Work order >> Look through the records below for the line holding "pub mod state;". Write it out exactly, with each following line through the line holding "#[cfg(test)]".

....................

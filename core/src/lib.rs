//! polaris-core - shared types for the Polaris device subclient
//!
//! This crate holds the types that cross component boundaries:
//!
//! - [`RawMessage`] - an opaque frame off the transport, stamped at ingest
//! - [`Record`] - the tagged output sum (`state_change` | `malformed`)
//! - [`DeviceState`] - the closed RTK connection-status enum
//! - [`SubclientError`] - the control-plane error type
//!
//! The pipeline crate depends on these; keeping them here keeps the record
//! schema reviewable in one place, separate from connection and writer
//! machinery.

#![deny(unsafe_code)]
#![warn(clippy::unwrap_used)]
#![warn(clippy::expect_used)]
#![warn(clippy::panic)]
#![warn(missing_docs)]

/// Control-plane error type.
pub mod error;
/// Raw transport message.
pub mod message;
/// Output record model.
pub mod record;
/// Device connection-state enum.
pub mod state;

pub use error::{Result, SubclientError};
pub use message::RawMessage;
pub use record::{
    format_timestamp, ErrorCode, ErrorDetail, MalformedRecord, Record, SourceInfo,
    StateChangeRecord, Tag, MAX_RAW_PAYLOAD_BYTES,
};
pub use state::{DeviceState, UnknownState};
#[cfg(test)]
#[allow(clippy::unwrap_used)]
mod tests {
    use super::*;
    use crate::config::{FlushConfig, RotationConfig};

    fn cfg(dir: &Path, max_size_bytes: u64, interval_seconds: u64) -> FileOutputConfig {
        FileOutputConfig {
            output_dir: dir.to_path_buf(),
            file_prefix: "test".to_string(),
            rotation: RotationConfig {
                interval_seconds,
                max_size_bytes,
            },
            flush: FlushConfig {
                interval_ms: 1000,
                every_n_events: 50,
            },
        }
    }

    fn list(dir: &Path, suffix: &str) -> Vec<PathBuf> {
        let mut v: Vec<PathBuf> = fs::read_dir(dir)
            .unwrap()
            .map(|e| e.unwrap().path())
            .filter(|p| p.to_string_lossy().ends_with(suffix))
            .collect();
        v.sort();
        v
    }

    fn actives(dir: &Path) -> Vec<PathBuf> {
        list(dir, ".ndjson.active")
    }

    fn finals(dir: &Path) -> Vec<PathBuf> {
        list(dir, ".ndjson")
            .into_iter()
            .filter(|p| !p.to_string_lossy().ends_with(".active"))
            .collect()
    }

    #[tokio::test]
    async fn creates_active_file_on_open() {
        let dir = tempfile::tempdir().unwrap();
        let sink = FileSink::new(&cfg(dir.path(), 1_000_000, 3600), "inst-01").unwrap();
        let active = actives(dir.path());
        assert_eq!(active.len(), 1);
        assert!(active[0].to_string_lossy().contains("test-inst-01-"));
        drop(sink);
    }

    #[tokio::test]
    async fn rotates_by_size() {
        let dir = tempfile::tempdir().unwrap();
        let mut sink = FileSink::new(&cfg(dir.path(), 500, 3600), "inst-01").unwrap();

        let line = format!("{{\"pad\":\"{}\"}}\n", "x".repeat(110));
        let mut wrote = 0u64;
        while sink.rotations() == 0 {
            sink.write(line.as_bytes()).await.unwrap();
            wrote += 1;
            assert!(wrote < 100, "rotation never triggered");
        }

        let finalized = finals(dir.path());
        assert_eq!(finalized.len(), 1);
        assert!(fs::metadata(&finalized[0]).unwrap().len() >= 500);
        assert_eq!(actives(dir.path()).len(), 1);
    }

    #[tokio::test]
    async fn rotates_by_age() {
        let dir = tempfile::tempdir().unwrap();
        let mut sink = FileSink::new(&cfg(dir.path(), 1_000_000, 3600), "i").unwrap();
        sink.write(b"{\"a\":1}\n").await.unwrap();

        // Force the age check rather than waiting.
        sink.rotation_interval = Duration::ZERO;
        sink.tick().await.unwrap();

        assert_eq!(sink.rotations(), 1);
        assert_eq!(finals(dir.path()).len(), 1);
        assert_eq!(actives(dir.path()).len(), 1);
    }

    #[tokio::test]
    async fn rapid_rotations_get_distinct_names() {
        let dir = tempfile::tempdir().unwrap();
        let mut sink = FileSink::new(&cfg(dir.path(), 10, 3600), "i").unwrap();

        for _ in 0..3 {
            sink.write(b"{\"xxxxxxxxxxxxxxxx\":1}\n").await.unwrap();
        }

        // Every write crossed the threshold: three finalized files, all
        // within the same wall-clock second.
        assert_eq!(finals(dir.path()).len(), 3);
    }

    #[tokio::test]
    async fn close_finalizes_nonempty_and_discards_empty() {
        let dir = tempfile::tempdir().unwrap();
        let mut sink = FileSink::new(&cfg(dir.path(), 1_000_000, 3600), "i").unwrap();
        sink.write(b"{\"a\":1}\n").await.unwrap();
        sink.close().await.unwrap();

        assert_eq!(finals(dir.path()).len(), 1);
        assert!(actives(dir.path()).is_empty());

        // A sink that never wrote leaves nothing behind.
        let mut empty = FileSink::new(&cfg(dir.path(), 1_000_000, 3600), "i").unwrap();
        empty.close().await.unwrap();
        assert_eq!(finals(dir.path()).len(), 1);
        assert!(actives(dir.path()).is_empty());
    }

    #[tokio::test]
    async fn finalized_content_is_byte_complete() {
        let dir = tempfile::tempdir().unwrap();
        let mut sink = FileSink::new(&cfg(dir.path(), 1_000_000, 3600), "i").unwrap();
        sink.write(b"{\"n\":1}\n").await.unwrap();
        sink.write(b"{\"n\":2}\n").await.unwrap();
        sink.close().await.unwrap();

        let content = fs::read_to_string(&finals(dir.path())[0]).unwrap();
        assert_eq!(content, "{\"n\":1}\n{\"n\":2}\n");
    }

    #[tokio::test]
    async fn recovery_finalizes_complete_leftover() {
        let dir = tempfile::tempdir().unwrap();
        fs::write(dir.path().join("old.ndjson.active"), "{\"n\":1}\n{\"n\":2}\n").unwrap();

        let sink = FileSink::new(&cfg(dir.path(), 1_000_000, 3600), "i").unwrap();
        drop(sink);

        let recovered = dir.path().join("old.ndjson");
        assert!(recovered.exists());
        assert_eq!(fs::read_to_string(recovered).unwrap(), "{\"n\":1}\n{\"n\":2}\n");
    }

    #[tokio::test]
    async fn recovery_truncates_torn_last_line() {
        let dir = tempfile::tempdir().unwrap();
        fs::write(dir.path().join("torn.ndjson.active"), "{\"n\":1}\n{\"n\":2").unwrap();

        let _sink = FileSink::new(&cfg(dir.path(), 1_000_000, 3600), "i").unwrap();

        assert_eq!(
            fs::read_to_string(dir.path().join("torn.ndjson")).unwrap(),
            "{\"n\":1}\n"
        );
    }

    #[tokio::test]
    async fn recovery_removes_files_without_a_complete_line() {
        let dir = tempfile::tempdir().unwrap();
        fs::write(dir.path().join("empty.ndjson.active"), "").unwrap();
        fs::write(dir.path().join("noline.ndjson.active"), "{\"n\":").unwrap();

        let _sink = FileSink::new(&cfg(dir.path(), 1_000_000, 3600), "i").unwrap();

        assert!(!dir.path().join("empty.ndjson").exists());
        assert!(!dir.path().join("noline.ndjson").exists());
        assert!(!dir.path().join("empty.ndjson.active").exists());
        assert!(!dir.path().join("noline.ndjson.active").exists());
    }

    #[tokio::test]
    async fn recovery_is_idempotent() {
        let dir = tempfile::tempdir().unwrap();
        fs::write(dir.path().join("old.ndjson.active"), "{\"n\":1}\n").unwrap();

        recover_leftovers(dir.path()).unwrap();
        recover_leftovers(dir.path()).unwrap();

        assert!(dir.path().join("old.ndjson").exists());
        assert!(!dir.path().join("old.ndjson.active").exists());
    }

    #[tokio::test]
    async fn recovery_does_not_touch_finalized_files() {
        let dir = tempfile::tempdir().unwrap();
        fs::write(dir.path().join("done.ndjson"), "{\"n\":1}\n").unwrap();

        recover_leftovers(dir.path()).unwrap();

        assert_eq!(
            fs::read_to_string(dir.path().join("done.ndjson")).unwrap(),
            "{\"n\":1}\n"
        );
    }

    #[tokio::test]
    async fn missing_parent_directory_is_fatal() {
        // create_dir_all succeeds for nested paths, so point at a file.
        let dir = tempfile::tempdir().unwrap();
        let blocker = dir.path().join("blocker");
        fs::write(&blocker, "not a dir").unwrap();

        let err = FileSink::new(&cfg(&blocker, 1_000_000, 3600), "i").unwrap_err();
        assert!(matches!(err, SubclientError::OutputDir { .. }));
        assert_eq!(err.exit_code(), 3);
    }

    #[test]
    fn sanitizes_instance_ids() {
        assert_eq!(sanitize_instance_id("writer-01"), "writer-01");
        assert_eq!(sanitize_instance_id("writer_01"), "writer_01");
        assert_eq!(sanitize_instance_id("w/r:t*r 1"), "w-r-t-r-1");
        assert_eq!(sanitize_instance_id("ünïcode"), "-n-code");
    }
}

....................

Response >>
pub mod state;

pub use error::{Result, SubclientError};
pub use message::RawMessage;
pub use record::{
    format_timestamp, ErrorCode, ErrorDetail, MalformedRecord, Record, SourceInfo,
    StateChangeRecord, Tag, MAX_RAW_PAYLOAD_BYTES,
};
pub use state::{DeviceState, UnknownState};
#[cfg(test)]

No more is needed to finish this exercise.